Updated: March 3, 2021 8:28:45 am
In its study on the “Sectoral deployment of bank credit in India”, the Reserve Bank of India has highlighted the sharp decline in bank credit to parts of the economy. The collapse is due to both supply and demand-side factors — the pandemic has forced both borrowers and lenders to tread warily. In the first half of the year, demand for credit remained muted as economic activity was restricted due to the lockdowns. Subsequently, even though economic activity has rebounded, appetite remains subdued, as there is considerable uncertainty over the medium-term growth outlook. On the supply side, as the report notes, there is “a general reluctance on the part of bankers to lend” to large industries owing to stressed assets. This decline in credit to large industries, and the infrastructure segment, is a matter of concern.

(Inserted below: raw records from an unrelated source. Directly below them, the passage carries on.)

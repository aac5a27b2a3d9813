//! Even-odd ray casting over mixed linear/arc edges.
//!
//! A horizontal ray from the query point toward +x is crossed with every
//! edge; a point is inside iff the total count is odd. Every tie-break
//! here exists to keep shared vertices from being counted twice: line
//! edges are half-open (the larger-y endpoint is excluded), arc edges
//! accept their endpoints asymmetrically by winding, and a vertex that
//! sits off its swept circle by a truncation unit gets a tangent-line
//! correction.

use crate::angle::DirAngle;
use crate::num::{compare_frac, Coord, CoordExt};
use crate::point::Point;
use crate::shape::{ArcSegment, ComplexPolygon, PolyEdge, Polygon, Segment};

/// Crossings (0 or 1) of the +x ray from `pt` with a straight edge.
///
/// Half-open rule: the endpoint with the smaller y is included, the one
/// with the larger y excluded; horizontal edges contribute nothing.
pub fn ray_cast_segment(pt: Point, seg: &Segment) -> usize {
    if seg.a.y == seg.b.y {
        return 0;
    }
    let alt = seg.a.y < seg.b.y;
    let ptmax = if alt { seg.b } else { seg.a };
    let ptmin = if alt { seg.a } else { seg.b };
    if pt.y >= ptmax.y || pt.y < ptmin.y {
        return 0;
    }

    if (ptmax - ptmin).cross(pt - ptmin) > 0 {
        1
    } else {
        0
    }
}

/// Crossings (0, 1 or 2) of the +x ray from `pt` with an arc edge.
///
/// The circle is cut at the query's y row; each candidate is kept iff its
/// angle lies in the arc's range, working in squared ("extended") angle
/// coordinates so nothing leaves the integers. Range endpoints are
/// accepted on exactly one side, mirroring the half-open line rule: the
/// winding decides which of `from`/`to` is the included end.
pub fn ray_cast_arc(pt: Point, arc: &ArcSegment) -> usize {
    if pt.y - arc.center.y >= arc.radius || arc.center.y - pt.y > arc.radius {
        return 0;
    }

    if pt.y + arc.radius == arc.center.y {
        // Bottom tangent row: the ray grazes the circle's lowest point.
        return if arc.range.contains(&DirAngle::angle_270()) {
            if arc.range.from == DirAngle::angle_270() || arc.range.to == DirAngle::angle_270() {
                1
            } else {
                2
            }
        } else {
            0
        };
    }

    let diffy = (pt.y - arc.center.y) as CoordExt;
    let adiffy2 = diffy * diffy;
    let r2 = arc.radius as CoordExt * arc.radius as CoordExt;
    let diffx2 = r2 - adiffy2;
    let diffy2 = if diffy > 0 { adiffy2 } else { -adiffy2 };
    let dn = (pt.x - arc.center.x) as CoordExt;
    let mut ans = 0;
    let ext_range = arc.extended_range();

    // Right-hand crossing: x = cx + sqrt(r² − dy²), kept while pt is left
    // of it. In extended coordinates the candidate angle is
    // (r² − dy², ±dy²).
    if arc.center.x > pt.x || diffx2 > dn * dn {
        let angle = DirAngle::new(diffx2, diffy2);
        if ext_range.contains(&angle) {
            if ext_range.from == angle {
                if ext_range.ccw {
                    ans += 1;
                } else if ext_range.to == angle {
                    ans += 1;
                }
            } else if ext_range.to == angle {
                if ext_range.ccw {
                    if ext_range.from == angle {
                        ans += 1;
                    }
                } else {
                    ans += 1;
                }
            } else {
                ans += 1;
            }
        }
    }
    // Left-hand crossing: x = cx − sqrt(r² − dy²). Endpoint acceptance is
    // mirrored, so a vertex shared by two arcs still counts once.
    if arc.center.x > pt.x && dn * dn > diffx2 {
        let angle = DirAngle::new(-diffx2, diffy2);
        if ext_range.contains(&angle) {
            if ext_range.from == angle {
                if ext_range.ccw {
                    if ext_range.to == angle {
                        ans += 1;
                    }
                } else {
                    ans += 1;
                }
            } else if ext_range.to == angle {
                if ext_range.ccw {
                    ans += 1;
                } else if ext_range.from == angle {
                    ans += 1;
                }
            } else {
                ans += 1;
            }
        }
    }

    ans
}

/// Exact `v1 < cx + r·xd/|(xd,yd)|`: compares a coordinate against the
/// x of the point where the direction `(xd,yd)` leaves the circle.
fn circle_pt_lt(v1: Coord, xc: Coord, r: Coord, xd: CoordExt, yd: CoordExt) -> bool {
    debug_assert!(r > 0);
    let a = (v1 - xc) as CoordExt * (v1 - xc) as CoordExt;
    let b = r as CoordExt * r as CoordExt;
    let c = xd * xd;
    let d = yd * yd + c;
    let s1 = (v1 - xc).signum() as CoordExt;
    let s2 = xd.signum();
    if s1 != s2 {
        return s1 < s2;
    }
    if s1 < 0 {
        compare_frac(c, d, a, b)
    } else if s1 == 0 {
        false
    } else {
        compare_frac(a, b, c, d)
    }
}

/// Exact mirror of [`circle_pt_lt`] for the `>` direction.
fn circle_pt_gt(v1: Coord, xc: Coord, r: Coord, xd: CoordExt, yd: CoordExt) -> bool {
    debug_assert!(r > 0);
    let a = (v1 - xc) as CoordExt * (v1 - xc) as CoordExt;
    let b = r as CoordExt * r as CoordExt;
    let c = xd * xd;
    let d = yd * yd + c;
    let s1 = (v1 - xc).signum() as CoordExt;
    let s2 = xd.signum();
    if s1 != s2 {
        return s1 > s2;
    }
    if s1 < 0 {
        compare_frac(a, b, c, d)
    } else if s1 == 0 {
        false
    } else {
        compare_frac(c, d, a, b)
    }
}

/// Crossings (0 or 1) with the implied segment between a stored arc
/// vertex and the exact point where the arc's range endpoint meets the
/// circle. Needed when truncation put the vertex a unit off the rim: the
/// polygon boundary runs through the vertex, not through the rim point,
/// and the gap segment must participate in the parity count.
pub fn ray_cast_arc_vertex(
    pt: Point,
    vertex: Point,
    radius: Coord,
    center: Point,
    angle: &DirAngle,
) -> usize {
    let in_left = || -> Option<bool> {
        if circle_pt_lt(pt.x, center.x, radius, angle.x, angle.y) && pt.x < vertex.x {
            Some(true)
        } else if circle_pt_gt(pt.x, center.x, radius, angle.x, angle.y) && pt.x > vertex.x {
            Some(false)
        } else {
            None
        }
    };
    let ptx = pt - vertex;
    let centerx = center - vertex;
    let vala = centerx.x as CoordExt * ptx.y as CoordExt - ptx.x as CoordExt * centerx.y as CoordExt;
    let valb = ptx.x as CoordExt * angle.y - angle.x * ptx.y as CoordExt;
    let s1 = vala.signum();
    let s2 = valb.signum();
    let vala2 = vala * vala;
    let valb2 = valb * valb;
    let r2 = radius as CoordExt * radius as CoordExt;
    let d2 = angle.x * angle.x + angle.y * angle.y;

    if circle_pt_lt(vertex.y, center.y, radius, angle.y, angle.x) {
        // Vertex below the rim point: the gap segment rises from it.
        if pt.y < vertex.y || !circle_pt_lt(pt.y, center.y, radius, angle.y, angle.x) {
            return 0;
        }
        if let Some(left) = in_left() {
            return if left { 1 } else { 0 };
        }
        if s1 != s2 {
            return (s1 > s2) as usize;
        }
        if s1 < 0 {
            compare_frac(vala2, r2, valb2, d2) as usize
        } else if s1 == 0 {
            0
        } else {
            compare_frac(valb2, d2, vala2, r2) as usize
        }
    } else if circle_pt_gt(vertex.y, center.y, radius, angle.y, angle.x) {
        if pt.y >= vertex.y || circle_pt_lt(pt.y, center.y, radius, angle.y, angle.x) {
            return 0;
        }
        if let Some(left) = in_left() {
            return if left { 1 } else { 0 };
        }
        if s1 < 0 {
            compare_frac(valb2, d2, vala2, r2) as usize
        } else if s1 == 0 {
            0
        } else {
            compare_frac(vala2, r2, valb2, d2) as usize
        }
    } else {
        0
    }
}

/// Arc crossings with the vertex corrections applied where the stored
/// endpoints are off the swept circle.
pub fn ray_cast_arc_fixed(pt: Point, arc: &ArcSegment) -> usize {
    let r2 = arc.radius as CoordExt * arc.radius as CoordExt;
    let mut count = ray_cast_arc(pt, arc);
    if r2 != (arc.from - arc.center).norm2() {
        count += ray_cast_arc_vertex(pt, arc.from, arc.radius, arc.center, &arc.range.from);
    }
    if r2 != (arc.to - arc.center).norm2() {
        count += ray_cast_arc_vertex(pt, arc.to, arc.radius, arc.center, &arc.range.to);
    }
    count
}

/// Even-odd point-in-polygon for straight-edged polygons.
pub fn point_inside(polygon: &Polygon, pt: Point) -> bool {
    debug_assert!(polygon.len() > 1);
    let mut count = 0;
    for i in 0..polygon.len() {
        count += ray_cast_segment(pt, &polygon.segment(i));
    }
    count % 2 == 1
}

/// Even-odd point-in-polygon over mixed line/arc edges.
pub fn point_inside_complex(polygon: &ComplexPolygon, pt: Point) -> bool {
    debug_assert!(polygon.len() > 1);
    let mut count = 0;
    for i in 0..polygon.len() {
        count += match polygon.edge(i) {
            PolyEdge::Line(seg) => ray_cast_segment(pt, &seg),
            PolyEdge::Arc(arc) => ray_cast_arc_fixed(pt, &arc),
        };
    }
    count % 2 == 1
}

#[cfg(test)]
mod tests {
    use super::*;
    use crate::shape::PolyNode;

    fn pt(x: Coord, y: Coord) -> Point {
        Point::new(x, y)
    }

    fn unit_square() -> Polygon {
        Polygon::from_points([pt(0, 0), pt(10, 0), pt(10, 10), pt(0, 10)])
    }

    #[test]
    fn segment_ray_half_open_rule() {
        let rising = Segment::new(pt(5, 0), pt(5, 10));
        // Included at the low endpoint's row, excluded at the high one.
        assert_eq!(ray_cast_segment(pt(0, 0), &rising), 1);
        assert_eq!(ray_cast_segment(pt(0, 10), &rising), 0);
        assert_eq!(ray_cast_segment(pt(0, 5), &rising), 1);
        // Edge behind the point does not count.
        assert_eq!(ray_cast_segment(pt(6, 5), &rising), 0);
        // Horizontal edges contribute nothing.
        assert_eq!(
            ray_cast_segment(pt(0, 0), &Segment::new(pt(1, 0), pt(9, 0))),
            0
        );
    }

    #[test]
    fn square_containment() {
        let sq = unit_square();
        assert!(point_inside(&sq, pt(5, 5)));
        assert!(point_inside(&sq, pt(1, 9)));
        assert!(!point_inside(&sq, pt(11, 5)));
        assert!(!point_inside(&sq, pt(-1, 5)));
        assert!(!point_inside(&sq, pt(5, 11)));
    }

    #[test]
    fn square_boundary_follows_documented_rule() {
        let sq = unit_square();
        // Left boundary is inside (the ray crosses only the right edge),
        // the right boundary is outside (its own edge is behind the ray).
        assert!(point_inside(&sq, pt(0, 5)));
        assert!(!point_inside(&sq, pt(10, 5)));
        // Bottom-left corner in, top corners out (half-open vertically).
        assert!(point_inside(&sq, pt(0, 0)));
        assert!(!point_inside(&sq, pt(0, 10)));
        assert!(!point_inside(&sq, pt(10, 10)));
    }

    #[test]
    fn shared_vertices_are_not_double_counted() {
        // A diamond: rays through its vertices' rows cross cleanly.
        let diamond = Polygon::from_points([pt(5, 0), pt(10, 5), pt(5, 10), pt(0, 5)]);
        assert!(point_inside(&diamond, pt(5, 5)));
        // Row through the left/right vertices: the two edge pairs meeting
        // there must contribute exactly one crossing each side.
        assert!(point_inside(&diamond, pt(3, 5)));
        assert!(!point_inside(&diamond, pt(-1, 5)));
        assert!(!point_inside(&diamond, pt(11, 5)));
        // Row through top vertex: both upper edges exclude it.
        assert!(!point_inside(&diamond, pt(-1, 10)));
    }

    #[test]
    fn rotating_vertex_order_preserves_answers() {
        let base = [pt(0, 0), pt(10, 0), pt(10, 10), pt(0, 10)];
        let probes = [pt(5, 5), pt(0, 5), pt(10, 5), pt(5, 0), pt(5, 10), pt(-2, 3)];
        let reference: Vec<bool> = probes
            .iter()
            .map(|&q| point_inside(&Polygon::from_points(base), q))
            .collect();
        for rot in 1..base.len() {
            let mut pts = base.to_vec();
            pts.rotate_left(rot);
            let poly = Polygon::from_points(pts);
            for (i, &q) in probes.iter().enumerate() {
                assert_eq!(point_inside(&poly, q), reference[i], "rot {rot} probe {q:?}");
            }
        }
    }

    #[test]
    fn arc_ray_counts_circle_row_crossings() {
        // Full upper semicircle, radius 5 at origin: (5,0) → (-5,0) ccw.
        let arc = ArcSegment::new(pt(0, 0), pt(5, 0), pt(-5, 0), 5, true);
        // Row y=3 from far left crosses both sides of the dome.
        assert_eq!(ray_cast_arc(pt(-9, 3), &arc), 2);
        // From inside the dome, only the right side is ahead.
        assert_eq!(ray_cast_arc(pt(0, 3), &arc), 1);
        // From the right of it, nothing.
        assert_eq!(ray_cast_arc(pt(9, 3), &arc), 0);
        // Below the chord row or above the crown: no crossings.
        assert_eq!(ray_cast_arc(pt(-9, -1), &arc), 0);
        assert_eq!(ray_cast_arc(pt(-9, 5), &arc), 0);
    }

    #[test]
    fn disc_from_two_semicircles_counts_once_per_rim() {
        // Two semicircular arc edges closing into a full disc.
        let disc = ComplexPolygon::from_nodes([
            PolyNode::Arc {
                point: pt(5, 0),
                radius: 5,
                ccw: true,
            },
            PolyNode::Arc {
                point: pt(-5, 0),
                radius: 5,
                ccw: true,
            },
        ]);
        assert!(point_inside_complex(&disc, pt(0, 0)));
        assert!(point_inside_complex(&disc, pt(3, 3)));
        assert!(point_inside_complex(&disc, pt(0, -4)));
        assert!(!point_inside_complex(&disc, pt(6, 0)));
        assert!(!point_inside_complex(&disc, pt(0, 6)));
        assert!(!point_inside_complex(&disc, pt(-9, 3)));
        // The seam row passes through both arc endpoints; the asymmetric
        // endpoint acceptance keeps the parity right on both sides.
        assert!(point_inside_complex(&disc, pt(0, 0)));
        assert!(!point_inside_complex(&disc, pt(-9, 0)));
    }

    #[test]
    fn rounded_square_containment() {
        // Square with one arc edge bulging right past x = 10.
        let shape = ComplexPolygon::from_nodes([
            PolyNode::Corner(pt(0, 0)),
            PolyNode::Arc {
                point: pt(10, 0),
                radius: 7,
                ccw: true,
            },
            PolyNode::Corner(pt(10, 10)),
            PolyNode::Corner(pt(0, 10)),
        ]);
        assert!(point_inside_complex(&shape, pt(5, 5)));
        // The bulge extends past x=10 near mid-height.
        assert!(point_inside_complex(&shape, pt(12, 5)));
        assert!(!point_inside_complex(&shape, pt(15, 5)));
        assert!(!point_inside_complex(&shape, pt(-1, 5)));
    }
}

Bank credit, which grew at a healthy pace in 2018-19, had slowed down even prior to the pandemic in 2019-20 — GDP growth had slowed down from 6.1 per cent 2018-19 to 4 per cent in 2019-20. At the aggregate level, non-food credit growth was 6.1 per cent in March 2020, as compared to 13.4 per cent a year ago. Growth slid further to 5.9 per cent in November 2020, down from 7.8 per cent a year ago, the report notes. This decline is, in part, due to large industries — their share in the incremental credit flow was actually negative in the year ending November 2020. Retail credit (personal loans) and loans extended to the services sector accounted for the bulk of the lending during this period, highlighting the risk aversion of banks. The only bright spot is the rise in lending to medium-sized industries — this could be on account of policy measures such as the emergency credit line guarantee scheme (ECLGS) which aimed to provide credit to MSMEs.
The economic shock from the pandemic will add greater pressure to bank balance sheets. The central bank now expects banks’ bad loans to rise to 13.5 per cent by September 2021, up from 7.5 per cent in September 2020 in its baseline scenario. Under more severe conditions, this may deteriorate to almost 15 per cent — underscoring the need to build adequate capital buffers to withstand this shock. This, as RBI governor Shaktikanta Das noted in an earlier speech, “will be crucial not only to ensure credit flow but also to build resilience in the financial system.”